Personally, I prefer the original design that was voted on. It has more depth/darkness. The other is just too much orange, regardless of the shade of orange used. And like SouthernBelle said, you actually can notice the copyright on the 2nd image. 

Larry, I cannot thank you enough for all your effort. I'm sorry this has become such a drama.


----------



## brandywine1974 (Sep 10, 2005)

Thank you, Larry for all of your effort and for trying to provide the members with the best shirt possible. You RAWK!!!


----------



## ICKYVICKI (Sep 12, 2003)

Maybe we should just skip it this year. I mean, you know, it's getting late in the season. If everyone is truly honest with themselves they'd have to admit that they would like their shirts now. After the season I just pack mine away until the next season. I ordered a hoodie and if you want to send it out that's great, but I don't think you should start all over now. It's just too late. Plus it seems that it's causing conflict and that's not what we're all about. OR just go with the #2 winner and print them ASAP!


----------



## pandora (Jul 15, 2004)

I like the 2nd better, but either one is fine. I really love my shirts and wear them year-round, hence ordering 2 this year - LOL. Whatever you decide is fine by me, Larry. Thanks for everything.


----------



## Scare Shack (Oct 2, 2005)

I agree, move on to vote #2.
Im sure note to many people will mind whatever descission u make, your working real hard on this.

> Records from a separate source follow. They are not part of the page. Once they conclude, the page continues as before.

impl Number {
    pub const NAME: &'static str = "number";

    pub fn new(cx: &mut Context<'_>, value: u64) -> Self {
        Self {
            id: cx.next_id(),
            raw: value.to_string(),
        }
    }

    pub fn create(cx: &mut Context<'_>) -> Box<dyn Node> {
        Box::new(Self::new(cx, 0))
    }

    pub fn matches(s: &str) -> bool {
        scan_number(s) > 0
    }

    /// The value with its quantifier applied. `None` on overflow.
    pub fn value(&self) -> Option<u64> {
        let (digits, shift) = match self.raw.as_bytes().last() {
            Some(b'K' | b'k') => (&self.raw[..self.raw.len() - 1], 10),
            Some(b'M' | b'm') => (&self.raw[..self.raw.len() - 1], 20),
            Some(b'G' | b'g') => (&self.raw[..self.raw.len() - 1], 30),
            _ => (self.raw.as_str(), 0),
        };
        digits.parse::<u64>().ok()?.checked_mul(1 << shift)
    }

    pub fn set_value(&mut self, value: u64) {
        self.raw = value.to_string();
    }
}

impl Node for Number {
    fn id(&self) -> NodeId {
        self.id
    }

    fn kind(&self) -> &'static str {
        Self::NAME
    }

    fn init<'a>(&mut self, _cx: &mut Context<'_>, input: Input<'a>) -> Result<Input<'a>> {
        let len = scan_number(input.rest());
        if len == 0 {
            return Err(input.error("number").into());
        }
        let (raw, rest) = input.take(len);
        self.raw = raw.to_string();
        Ok(rest)
    }

    fn to_script(&self, out: &mut String) {
        out.push_str(&self.raw);
    }

    fn text(&self) -> Option<String> {
        Some(self.raw.clone())
    }
}
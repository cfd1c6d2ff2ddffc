use std::fs;
use std::path::Path;

use crate::config::{paths, EngineConfig};
use crate::sieve::error::Result;

/// Loads the engine config from the platform config dir. A missing or
/// unreadable file yields the defaults.
pub fn load_config() -> EngineConfig {
    let Some(path) = paths::config_file() else {
        return EngineConfig::default();
    };
    if !path.exists() {
        return EngineConfig::default();
    }
    match load_config_from(&path) {
        Ok(config) => config,
        Err(err) => {
            tracing::warn!(path = %path.display(), error = %err, "ignoring unreadable config");
            EngineConfig::default()
        }
    }
}

pub fn load_config_from(path: &Path) -> Result<EngineConfig> {
    let data = fs::read_to_string(path)?;
    Ok(serde_json::from_str(&data)?)
}

pub fn save_config_to(config: &EngineConfig, path: &Path) -> Result<()> {
    if let Some(parent) = path.parent() {
        fs::create_dir_all(parent)?;
    }
    fs::write(path, serde_json::to_string_pretty(config)?)?;
    Ok(())
}

#[cfg(test)]
mod tests {
    use super::*;
    use crate::config::LineEnding;
    use crate::sieve::error::Error;

    fn temp_path(name: &str) -> std::path::PathBuf {
        std::env::temp_dir()
            .join(format!("sieve-dom-test-{}", std::process::id()))
            .join(name)
    }

    #[test]
    fn test_save_and_load() {
        let path = temp_path("engine.json");
        let config = EngineConfig {
            disabled_extensions: vec!["reject".to_string()],
            line_ending: LineEnding::Lf,
        };
        save_config_to(&config, &path).unwrap();
        assert_eq!(load_config_from(&path).unwrap(), config);
        let _ = fs::remove_file(&path);
    }

    #[test]
    fn test_load_errors() {
        assert!(matches!(
            load_config_from(&temp_path("missing.json")),
            Err(Error::Io(_))
        ));
        let path = temp_path("broken.json");
        save_config_to(&EngineConfig::default(), &path).unwrap();
        fs::write(&path, "{ not json").unwrap();
        assert!(matches!(load_config_from(&path), Err(Error::Config(_))));
        let _ = fs::remove_file(&path);
    }
}
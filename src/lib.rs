pub mod config;
pub mod model;
pub mod sieve;
pub mod store;

pub use config::{EngineConfig, LineEnding};
pub use model::outline::NodeOutline;
pub use sieve::ast::{Context, Node, NodeId};
pub use sieve::document::{validate, CapabilityWarning, Document};
pub use sieve::error::{Error, Result, SyntaxError};
pub use sieve::parser::{Driver, ParseState};
pub use sieve::registry::Registry;
pub use sieve::requires::Requirements;
pub use sieve::widget::WidgetBuilder;
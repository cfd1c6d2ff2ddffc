/// Whitespace and comments (RFC 5228 section 2.3).
///
/// A whitespace node keeps every blank, `#` comment and `/* */` comment it
/// consumed, in order. It may legitimately consume nothing: optional
/// separators are whitespace nodes that stay empty.
use crate::sieve::ast::{Context, Node, NodeId};
use crate::sieve::error::Result;
use crate::sieve::lexer::{scan_blank, scan_block_comment, scan_line_comment, Input};

#[derive(Debug, Clone, PartialEq, Eq)]
pub enum Trivia {
    Blank(String),
    /// `# text`, without the line break.
    LineComment(String),
    /// `/* text */`, delimiters included.
    BlockComment(String),
}

impl Trivia {
    pub fn as_str(&self) -> &str {
        match self {
            Self::Blank(s) | Self::LineComment(s) | Self::BlockComment(s) => s,
        }
    }

    pub fn is_comment(&self) -> bool {
        !matches!(self, Self::Blank(_))
    }
}

#[derive(Debug, Clone)]
pub struct Whitespace {
    id: NodeId,
    trivia: Vec<Trivia>,
}

impl Whitespace {
    pub const NAME: &'static str = "whitespace";

    /// A fresh node that serializes as `default` until it is parsed or edited.
    pub fn new(cx: &mut Context<'_>, default: &str) -> Self {
        let trivia = if default.is_empty() {
            Vec::new()
        } else {
            vec![Trivia::Blank(default.to_string())]
        };
        Self {
            id: cx.next_id(),
            trivia,
        }
    }

    pub fn create(cx: &mut Context<'_>) -> Box<dyn Node> {
        Box::new(Self::new(cx, ""))
    }

    pub fn matches(s: &str) -> bool {
        scan_blank(s) > 0 || s.starts_with('#') || s.starts_with("/*")
    }

    /// Length of the whitespace run at the start of `s`, without building
    /// anything. `Err` carries the offset of an unterminated block comment.
    pub fn scan(s: &str) -> std::result::Result<usize, usize> {
        let mut i = 0;
        loop {
            let rest = &s[i..];
            let n = scan_blank(rest);
            if n > 0 {
                i += n;
                continue;
            }
            let n = scan_line_comment(rest);
            if n > 0 {
                i += n;
                continue;
            }
            if rest.starts_with("/*") {
                match scan_block_comment(rest) {
                    Some(n) => {
                        i += n;
                        continue;
                    }
                    None => return Err(i),
                }
            }
            return Ok(i);
        }
    }

    pub fn trivia(&self) -> &[Trivia] {
        &self.trivia
    }

    pub fn comments(&self) -> impl Iterator<Item = &str> {
        self.trivia.iter().filter(|t| t.is_comment()).map(Trivia::as_str)
    }

    pub fn is_empty(&self) -> bool {
        self.trivia.iter().all(|t| t.as_str().is_empty())
    }

    /// Drops a blank run in front of the first comment.
    pub fn trim_leading_blank(&mut self) {
        if matches!(self.trivia.first(), Some(Trivia::Blank(_))) {
            self.trivia.remove(0);
        }
    }

    /// Replaces the content with a single blank run.
    pub fn set_blank(&mut self, text: &str) {
        self.trivia = vec![Trivia::Blank(text.to_string())];
    }
}

impl Node for Whitespace {
    fn id(&self) -> NodeId {
        self.id
    }

    fn kind(&self) -> &'static str {
        Self::NAME
    }

    fn init<'a>(&mut self, _cx: &mut Context<'_>, mut input: Input<'a>) -> Result<Input<'a>> {
        let mut trivia = Vec::new();
        loop {
            let rest = input.rest();
            let blank = scan_blank(rest);
            if blank > 0 {
                let (text, next) = input.take(blank);
                trivia.push(Trivia::Blank(text.to_string()));
                input = next;
                continue;
            }
            let comment = scan_line_comment(rest);
            if comment > 0 {
                let (text, next) = input.take(comment);
                trivia.push(Trivia::LineComment(text.to_string()));
                input = next;
                continue;
            }
            if rest.starts_with("/*") {
                let Some(len) = scan_block_comment(rest) else {
                    return Err(input.error("`*/` closing the comment").into());
                };
                let (text, next) = input.take(len);
                trivia.push(Trivia::BlockComment(text.to_string()));
                input = next;
                continue;
            }
            break;
        }
        self.trivia = trivia;
        Ok(input)
    }

    fn to_script(&self, out: &mut String) {
        for t in &self.trivia {
            out.push_str(t.as_str());
        }
    }

    fn text(&self) -> Option<String> {
        Some(self.script())
    }
}
pub static ENVELOPE: ListTestSpec = ListTestSpec {
    name: "test/envelope",
    keyword: "envelope",
    tags: &["comparator", "address-part", "match-type"],
    lists: 2,
    extension: Some("envelope"),
};

pub static EXISTS: ListTestSpec = ListTestSpec {
    name: "test/exists",
    keyword: "exists",
    tags: &[],
    lists: 1,
    extension: None,
};

pub static BODY: ListTestSpec = ListTestSpec {
    name: "test/body",
    keyword: "body",
    tags: &["comparator", "match-type", "body-transform"],
    lists: 1,
    extension: Some("body"),
};

/// `<keyword> <ws> (<tag> <ws>)* (<string-list> <ws>){n}`
///
/// The whitespace after the last list belongs to the test.
#[derive(Debug)]
pub struct ListTest {
    id: NodeId,
    spec: &'static ListTestSpec,
    keyword: String,
    ws: Whitespace,
    tags: Vec<Tagged>,
    lists: Vec<(StringList, Whitespace)>,
}

impl ListTest {
    pub fn new(cx: &mut Context<'_>, spec: &'static ListTestSpec) -> Self {
        let id = cx.next_id();
        let ws = Whitespace::new(cx, " ");
        let lists = (0..spec.lists)
            .map(|i| {
                let gap = if i + 1 < spec.lists { " " } else { "" };
                (StringList::new(cx), Whitespace::new(cx, gap))
            })
            .collect();
        Self {
            id,
            spec,
            keyword: spec.keyword.to_string(),
            ws,
            tags: Vec::new(),
            lists,
        }
    }

    pub fn matches_spec(spec: &ListTestSpec, s: &str) -> bool {
        starts_with_keyword(s, spec.keyword)
    }

    /// The first tag of `category`, e.g. `match-type`.
    pub fn tag(&self, category: &str) -> Option<&dyn Node> {
        find_tag(&self.tags, category)
    }

    pub fn lists(&self) -> impl Iterator<Item = &StringList> {
        self.lists.iter().map(|(list, _)| list)
    }

    pub fn list_mut(&mut self, index: usize) -> Option<&mut StringList> {
        self.lists.get_mut(index).map(|(list, _)| list)
    }
}
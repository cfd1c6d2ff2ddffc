pub mod ast;
pub mod document;
pub mod error;
pub mod lexer;
pub mod parser;
pub mod registry;
pub mod requires;
pub mod rules;
pub mod widget;
use serde::{Deserialize, Serialize};

use crate::sieve::ast::{Node, NodeId};
use crate::sieve::rules::whitespace::Whitespace;

/// Serializable snapshot of a node and its descendants.
#[derive(Debug, Clone, PartialEq, Eq, Serialize, Deserialize)]
pub struct NodeOutline {
    pub id: NodeId,
    pub kind: String,
    #[serde(default, skip_serializing_if = "Option::is_none")]
    pub text: Option<String>,
    #[serde(default, skip_serializing_if = "Vec::is_empty")]
    pub children: Vec<NodeOutline>,
}

impl NodeOutline {
    pub fn from_node(node: &dyn Node) -> Self {
        Self {
            id: node.id(),
            kind: node.kind().to_string(),
            text: node.text(),
            children: node.children().into_iter().map(Self::from_node).collect(),
        }
    }

    /// The same outline without whitespace and comment nodes.
    pub fn without_whitespace(&self) -> Self {
        Self {
            id: self.id,
            kind: self.kind.clone(),
            text: self.text.clone(),
            children: self
                .children
                .iter()
                .filter(|c| c.kind != Whitespace::NAME)
                .map(Self::without_whitespace)
                .collect(),
        }
    }
}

Just wondering, for the people who just ordered hoddies, have they been sent out yet?


----------



## SouthernBelle (Aug 30, 2004)

ICKYVICKI said:


> If everyone is truly honest with themselves they'd have to admit that they would like their shirts now.



Well ... yeah. But when I said that I got hammered for it. LOL!


----------



## Toepincher (Jan 23, 2004)

I personally like the original myself the one we voted on. The one that was sent to you is too orange. The thing is if the printer can hit that dark shade of orange. It would be great if he could but we shall see. Print one up and see how we look. Copyright or not. 

Larry when they get done, they get done. I'm fine with it. It is for the forum. 365 days a year .... remember ?  

Toepincher x x


----------



## larry (Apr 5, 2002)

This is the 3rd year of doing shirts and actually the first year doing shirts before Halloween. Last year was after.

The whole thing was not to get shirts right before Halloween as the whole thing about this forum is Halloween 365 days a year. (but I still want them now too).

I want everyone to have their shirts now too. But because of ................ ...... ...... ....... ..., there is a problem with the shirts.

The #2 voted logo is the one on the back of the shirt and is great.

If fontgeek still withholds the original, then I may take the original jpg and pay to have it re-created. Or maybe a graphics studio can come to the rescue with a replacement graphic.

Today, I wanted to see #1, if fontgeek will provide the original as well as get feedback.

Next year will be completely different. The way I have planned, nothing like this can ever happen again!!!

Thank you all very much for your support. I hope that you understand my frustration and understand what has happened.


----------



## brandywine1974 (Sep 10, 2005)

I want my shirt. _I don't care when it comes_. I like the original one we voted on better than the second one too. BUT we could always go with my favorite design....Old school, new school. Wink, Wink. J/K. Sorta.


----------



## malibuman (Oct 13, 2005)

Keep up the good work Larry and I'm sorry that this has turned into such a headache for you. I'm glad you run the board and not me. Getting the shirts done has really turned into a major project for you. Or maybe just forget it and send out the shirts as they are. There's really no need for you to have to put up with this project that's turned into just a headache. I think everyone will agree that you have a life too.


----------



## Haunted Plainfield (Mar 18, 2005)

I can't side either way, I wasn't able to order one at the time.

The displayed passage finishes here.